Why Hash Is The New Single Malt

 

In his review of Raman Raghav 2.0, Mayank Shekhar writes: ‘His own drug habit reflects the changing scene in upper-class urban India. Yeah, coke is the new marijuana, now deal with it.’ The reference is to Raghavan, the coke-snorting policeman in the movie, who snorts anywhere and everywhere, once even while investigating a crime scene.

 

Is coke the new marijuana? More people are doing it but in terms of social acceptability, maybe not. In Delhi parties, those snorting will usually separate themselves from the rest and do it behind closed doors. If you find that some of your friends mysteriously disappear and appear again after five minutes, and they keep doing this, start looking for the ‘coke room’ in the house.

 

Marijuana, on the other hand, is as socially acceptable as having a beer.

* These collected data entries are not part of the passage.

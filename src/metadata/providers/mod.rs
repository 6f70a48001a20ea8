pub mod hosted;
pub mod image;
pub mod media_probe;
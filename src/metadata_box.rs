//! The metadata box widget the controller writes into.

use serde::Serialize;
use std::sync::{Arc, Mutex, PoisonError};
use tracing::trace;

use crate::metadata::Ifd;

/// One settable field of the widget.
#[derive(Debug, Clone, PartialEq)]
pub enum BoxField {
    Type(String),
    Size(String),
    ModificationTime(String),
    MediaMimeType(Option<String>),
    SizeLoading(bool),
    ImageHeight(u32),
    ImageWidth(u32),
    MediaAlbum(String),
    MediaArtist(String),
    MediaDuration(f64),
    MediaGenre(String),
    MediaTitle(String),
    MediaTrack(u32),
    Ifd(Option<Ifd>),
}

/// Display sink. Implementations decide how default values render, e.g.
/// hiding an empty artist row.
pub trait MetadataBox: Send + Sync {
    fn clear(&self);
    fn set(&self, field: BoxField);
}

/// Everything the box currently shows. `None` means never written since the
/// last clear.
#[derive(Debug, Clone, Default, PartialEq, Serialize)]
#[serde(rename_all = "camelCase")]
pub struct MetadataBoxState {
    #[serde(rename = "type")]
    pub kind: String,
    pub size: String,
    pub modification_time: String,
    pub media_mime_type: Option<String>,
    pub is_size_loading: bool,
    pub image_height: Option<u32>,
    pub image_width: Option<u32>,
    pub media_album: Option<String>,
    pub media_artist: Option<String>,
    pub media_duration: Option<f64>,
    pub media_genre: Option<String>,
    pub media_title: Option<String>,
    pub media_track: Option<u32>,
    pub ifd: Option<Ifd>,
}

impl MetadataBoxState {
    pub fn apply(&mut self, field: BoxField) {
        match field {
            BoxField::Type(kind) => self.kind = kind,
            BoxField::Size(size) => self.size = size,
            BoxField::ModificationTime(time) => self.modification_time = time,
            BoxField::MediaMimeType(mime) => self.media_mime_type = mime,
            BoxField::SizeLoading(loading) => self.is_size_loading = loading,
            BoxField::ImageHeight(v) => self.image_height = Some(v),
            BoxField::ImageWidth(v) => self.image_width = Some(v),
            BoxField::MediaAlbum(v) => self.media_album = Some(v),
            BoxField::MediaArtist(v) => self.media_artist = Some(v),
            BoxField::MediaDuration(v) => self.media_duration = Some(v),
            BoxField::MediaGenre(v) => self.media_genre = Some(v),
            BoxField::MediaTitle(v) => self.media_title = Some(v),
            BoxField::MediaTrack(v) => self.media_track = Some(v),
            BoxField::Ifd(v) => self.ifd = v,
        }
    }
}

/// In-memory widget; clones share the same state.
#[derive(Debug, Clone, Default)]
pub struct SharedMetadataBox {
    state: Arc<Mutex<MetadataBoxState>>,
}

impl SharedMetadataBox {
    pub fn snapshot(&self) -> MetadataBoxState {
        self.state
            .lock()
            .unwrap_or_else(PoisonError::into_inner)
            .clone()
    }
}

impl MetadataBox for SharedMetadataBox {
    fn clear(&self) {
        trace!("metadata box cleared");
        *self.state.lock().unwrap_or_else(PoisonError::into_inner) = MetadataBoxState::default();
    }

    fn set(&self, field: BoxField) {
        trace!(?field, "metadata box write");
        self.state
            .lock()
            .unwrap_or_else(PoisonError::into_inner)
            .apply(field);
    }
}

#[cfg(test)]
mod tests {
    use super::*;

    #[test]
    fn clear_resets_every_field() {
        let widget = SharedMetadataBox::default();
        widget.set(BoxField::Type("image".into()));
        widget.set(BoxField::SizeLoading(true));
        widget.set(BoxField::MediaArtist(String::new()));
        assert_eq!(widget.snapshot().media_artist.as_deref(), Some(""));
        widget.clear();
        assert_eq!(widget.snapshot(), MetadataBoxState::default());
    }

    #[test]
    fn serializes_for_frontends() {
        let widget = SharedMetadataBox::default();
        widget.set(BoxField::Type("audio".into()));
        widget.set(BoxField::MediaTrack(3));
        let json = serde_json::to_value(widget.snapshot()).unwrap();
        assert_eq!(json["type"], "audio");
        assert_eq!(json["mediaTrack"], 3);
        assert_eq!(json["isSizeLoading"], false);
        assert!(json["ifd"].is_null());
    }
}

When I was watching the Karan Johar-produced Kapoor & Sons, it struck me that I was watching the word’s first stoner family flick. His Kabhi Khushi Kabhi Gham was sold with the tagline: ‘It’s all about loving your family.’ Kapoor & Sons is about loving your family and getting stoned with them. In one scene the grandsons get stoned with granddad (played by Rishi Kapoor). Later, while going to bed, grandson 1 tells grandson 2: ‘Pata nahin Dadu itna acha maal kaha se laaye.’

 

The widespread use of pot has led to a class system forming around the drug. Ganja, the leaves of the plant, is consumed by the working class: rickshaw pullers, auto-rickshaw drivers, gardeners, plumbers and domestics. It was five rupees a ‘pudiya’, when I was in Delhi University in the mid 1990s. Prices have remained stable. It’s gone up to Rs 50 now which, calculating for inflation over twenty years, is not by much. To get ganja, all you have to do is go to your friendly neighbourhood slum.

 

But hashish—now that’s a different matter. In the last ten years, the price of hashish has skyrocketed. It goes up by about Rs 500 every six months. Hashish is obtained by the rubbing the leaves of the plant; up in the hills of Himachal, where it comes from, literally many hands are involved in its production. There is child labour involved. A tola or 10 grams retails for anything between Rs 4000 to Rs 6000, even more, depending on the quality.

 

Hash has become a status symbol you take with you when you go out; it’s not something you smoke, much like the sports car you keep in the garage, and never drive, or the bottle of single malt that you keep locked in your bar but never open.

 

The class division comes in here. For hash is not sold in the slum; the working class simply cannot afford it. It’s sold by middle class kids from the privacy of their homes and to their large circle of friends, and their friends, and so on. When I was in college, there was a distinction between consuming pot and selling pot. Middle-class college kids would smoke with some righteousness: ‘…but I don’t sell’. The seller was always some poor disenfranchised Indian in the shanty who’d occasionally be kicked around by local thullas.

 

These days, there’s no shame in a middle class kid being a ‘dealer’. It’s a convenient source of income. There’s also a certain glamour attached to it.

 

In status-conscious Delhi, it’s a form of conspicuous consumption for the user, much like the iPhone is or the car you drive. But because it so expensive no one really wants to share it. The guy with the ‘maal’ will show it off, then put it back in his pocket. It’s the contemporary equivalent of what the single malt bottle used to be. You would open your bar, show your friend the whisky, and shut the bar. The idea was to incite some envy in your friend and establish your higher status.

 

Similarly, these days, someone will ostentatiously pull out his tola of hash in a party. Everyone is offered the chance to smell it: ‘Yeah, man, mango smell.’ Then the person who has it will take about forty-five minutes to make a joint. When the joint is passed around, the friends realise that the roll-up is mostly tobacco with very little hash in it. Hash is so expensive, that the owner of the piece doesn’t really want to smoke it; he carries it with him from party to party, for snob value. An acquaintance of mine has been carrying the same piece with him for a year now.

 

If you think of it, there is no drug menace as such. That can only happen if you use the drug. Hash has become a status symbol you take with you when you go out; it’s not something you smoke, much like the sports car you keep in the garage, and never drive, or the bottle of single malt that you keep locked in your bar but never open. To paraphrase Walter Benjamin, who, on being asked if he had read all the books in his library, said: Well you don’t drink tea everyday in your finest china, do you?

 

(The writer’s new book, House Spirit: Drinking in India was published recently)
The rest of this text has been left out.